Mais: Caupers alertou “se é possível garantir o acesso a todas as pessoas que em consequência de uma das mencionadas situações clínicas sofram intensamente seja qual for a tipologia”. E deu um exemplo: interessa perceber "se um doente a quem tenha sido diagnosticado um cancro com prognóstico de esperança média de vida limitado ou um doente com ELA sem sofrimento físico tem ou não acesso à morte medicamente assistida não punível".

O presidente do TC reiterou ainda que as condições em que morte medicamente assistida é legalmente admissível têm que ser “claras”, “antecipáveis” e "controláveis".

Marcelo devolve diploma ao Parlamento

A leitura pública da decisão relativa ao pedido de fiscalização abstrata preventiva requerida pelo Chefe de Estado aconteceu esta segunda-feira depois de ter terminado o prazo de 25 dias para os juízes do Palácio Ratton se pronunciarem sobre o novo texto da eutanásia.
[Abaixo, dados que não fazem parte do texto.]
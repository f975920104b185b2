mod builder;
mod state;

use std::error::Error;
use std::fmt;
use std::sync::Arc;

use tokio::select;
use tokio::sync::{mpsc, oneshot, watch};
use tracing::Instrument;

pub use builder::ChatBuilder;
use state::{ChatState, Command};

use crate::conversation::{Conversation, ConversationId};

/// Replaces the reply placeholder when a completion fails.
pub const APOLOGY_MESSAGE: &str = "I apologize, but I encountered an error \
processing your request. Please try again.";

/// Replaces the reply placeholder when a turn is cancelled.
pub const CANCELLED_MESSAGE: &str = "The response was cancelled.";

pub(crate) type EventFn = Arc<dyn Fn(ChatEvent) + Send + Sync>;

/// Notifications for the front end.
#[derive(Clone, Debug, PartialEq, Eq)]
pub enum ChatEvent {
    /// Something in the conversation collection changed. Take a new
    /// [`snapshot`](Chat::snapshot) to see what.
    Changed,
    /// A piece of a reply that is still streaming.
    Delta {
        /// The conversation the reply belongs to.
        conversation_id: ConversationId,
        /// The new text.
        text: String,
    },
    /// A placeholder got its final text.
    TurnResolved {
        /// The conversation the reply belongs to.
        conversation_id: ConversationId,
        /// The final text: the model's reply, the apology or the cancel
        /// notice.
        reply: String,
    },
    /// New suggestions are available.
    Suggestions(Vec<String>),
}

/// A consistent copy of the chat state.
#[derive(Clone, Debug, Default, PartialEq, Eq)]
pub struct StoreSnapshot {
    /// All conversations, most recent first.
    pub conversations: Vec<Conversation>,
    /// The active conversation, `None` in the home state.
    pub active_id: Option<ConversationId>,
    /// The current suggestions.
    pub suggestions: Vec<String>,
}

impl StoreSnapshot {
    /// Returns the active conversation.
    pub fn active(&self) -> Option<&Conversation> {
        let active_id = self.active_id.as_ref()?;
        self.conversations.iter().find(|c| &c.id == active_id)
    }
}

/// Returned when the chat task is gone.
#[derive(Clone, Copy, PartialEq, Eq)]
pub struct ChatClosedError;

impl fmt::Debug for ChatClosedError {
    fn fmt(&self, f: &mut fmt::Formatter<'_>) -> fmt::Result {
        f.debug_struct("ChatClosedError").finish()
    }
}

impl fmt::Display for ChatClosedError {
    fn fmt(&self, f: &mut fmt::Formatter<'_>) -> fmt::Result {
        "the chat task has stopped".fmt(f)
    }
}

impl Error for ChatClosedError {}

/// Handle to a running chat.
///
/// The chat task owns the conversation store and applies commands in the
/// order they were sent. Completions run on their own tasks, so commands
/// are handled right away even while a reply is streaming. A message sent
/// to a conversation that is still waiting for a reply is queued until that
/// reply resolves.
///
/// The task stops when the last handle is dropped or [`Chat::shutdown`]
/// is called, aborting any reply in flight.
#[derive(Clone)]
pub struct Chat {
    cmd_tx: mpsc::UnboundedSender<Command>,
    kill_tx: Arc<watch::Sender<bool>>,
}

impl Chat {
    /// Sends a message to the active conversation, creating one first in
    /// the home state.
    #[inline]
    pub fn send_message<S: Into<String>>(
        &self,
        text: S,
    ) -> Result<(), ChatClosedError> {
        self.send(Command::SendMessage(text.into()))
    }

    /// Goes back to the home state.
    #[inline]
    pub fn new_conversation(&self) -> Result<(), ChatClosedError> {
        self.send(Command::NewConversation)
    }

    /// Makes a conversation active.
    #[inline]
    pub fn select_conversation(
        &self,
        id: ConversationId,
    ) -> Result<(), ChatClosedError> {
        self.send(Command::SelectConversation(id))
    }

    /// Deletes a conversation, abandoning its reply in flight.
    #[inline]
    pub fn delete_conversation(
        &self,
        id: ConversationId,
    ) -> Result<(), ChatClosedError> {
        self.send(Command::DeleteConversation(id))
    }

    /// Cancels the reply in flight for a conversation and drops its queued
    /// messages.
    #[inline]
    pub fn cancel_turn(
        &self,
        id: ConversationId,
    ) -> Result<(), ChatClosedError> {
        self.send(Command::CancelTurn(id))
    }

    /// Asks for a new set of suggestions.
    #[inline]
    pub fn refresh_suggestions(&self) -> Result<(), ChatClosedError> {
        self.send(Command::RefreshSuggestions)
    }

    /// Returns a copy of the current state.
    pub async fn snapshot(&self) -> Result<StoreSnapshot, ChatClosedError> {
        let (tx, rx) = oneshot::channel();
        self.send(Command::Snapshot(tx))?;
        rx.await.map_err(|_| ChatClosedError)
    }

    /// Stops the chat task. Commands sent afterwards fail.
    #[inline]
    pub fn shutdown(&self) {
        self.kill_tx.send(true).ok();
    }

    #[inline]
    fn send(&self, cmd: Command) -> Result<(), ChatClosedError> {
        self.cmd_tx.send(cmd).map_err(|_| ChatClosedError)
    }

    fn spawn(
        state: ChatState,
        cmd_tx: mpsc::UnboundedSender<Command>,
        cmd_rx: mpsc::UnboundedReceiver<Command>,
    ) -> Self {
        let (kill_tx, kill_rx) = watch::channel(false);
        tokio::spawn(
            run_chat(state, cmd_rx, kill_rx).instrument(trace_span!("chat")),
        );
        Self {
            cmd_tx,
            kill_tx: Arc::new(kill_tx),
        }
    }
}

async fn run_chat(
    mut state: ChatState,
    mut cmd_rx: mpsc::UnboundedReceiver<Command>,
    mut kill_rx: watch::Receiver<bool>,
) {
    debug!("started");
    loop {
        let cmd = select! {
            biased;

            _ = kill_rx.changed() => {
                break;
            }
            cmd = cmd_rx.recv() => {
                // Only handles hold strong senders.
                let Some(cmd) = cmd else {
                    break;
                };
                cmd
            }
        };
        trace!("received command: {cmd:?}");

        let proc_span = trace_span!("proc cmd");
        proc_span.in_scope(|| {
            state.handle_command(cmd);
            trace!("finished");
        });
    }
    state.abort_all();
    debug!("will terminate");
}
Agora, o Presidente da República volta a devolver a lei ao Parlamento, onde o assunto já foi aprovado três vezes.

“Tendo-se o Tribunal Constitucional pronunciado hoje pela inconstitucionalidade de preceitos da nova versão do decreto da Assembleia da República sobre a morte medicamente assistida, o Presidente da República vai devolver, de novo, o diploma à Assembleia da República, sem promulgação”, anunciou quase de imediato a Presidência da República.

O novo texto da eutanásia – que deixou cair o termo “doença fatal”, e passa a exigir uma “lesão definitiva de gravidade extrema” ou “doença grave e incurável”– clarifica os conceitos de “doença grave e incurável”, “lesão definitiva de gravidade extrema” e “sofrimento de grande intensidade”.

O decreto estabelece ainda um prazo mínimo de dois meses desde o início do procedimento até à concretização da morte medicamente assistida, assim como a obrigatoriedade de acompanhamento psicológico, “salvo se o doente o rejeitar expressamente” por escrito.

Segundo o diploma, define-se como morte medicamente assistida a que “ocorre por decisão da própria pessoa, em exercício do seu direito fundamental à autodeterminação e livre desenvolvimento da personalidade, quando praticada ou ajudada por profissionais de saúde”. A decisão terá que ser tomada por maiores de 18 anos, “cuja vontade seja atual e reiterada, séria, livre e esclarecida”, vinca o texto.

Foi no passado dia 4 de janeiro que o Presidente da República remeteu o diploma para o TC, defendendo a importância de se garantir a “segurança jurídica” e responder às exigências que o próprio tribunal apontou quando apreciou a lei em 2021.

Em declarações feitas por ocasião do envio do pedido ao TC, Marcelo Rebelo de Sousa invocou ainda o facto de as Regiões Autónomas não terem sido ouvidas no âmbito deste processo, após alertas dos presidentes das Assembleias Legislativas da Madeira e dos Açores por terem autonomia na política de saúde. “Quanto ao acesso dos cidadãos aos serviços públicos de Saúde, para a efetiva aplicação desse regime substantivo, o diploma só se refere a estruturas competentes exclusivamente no território do Continente (Serviço Nacional de Saúde, Inspeção-Geral das Atividades de Saúde, Direção-Geral de Saúde), em que não cabem as Regiões Autónomas”, vincava o PR.

O diploma foi aprovado pela terceira vez no Parlamento, no passado dia 9 de dezembro, com os votos a favor da maioria da bancada do PS, IL, BE, de seis deputados do PSD e dos deputados únicos do PAN e Livre. PCP e Chega votaram contra.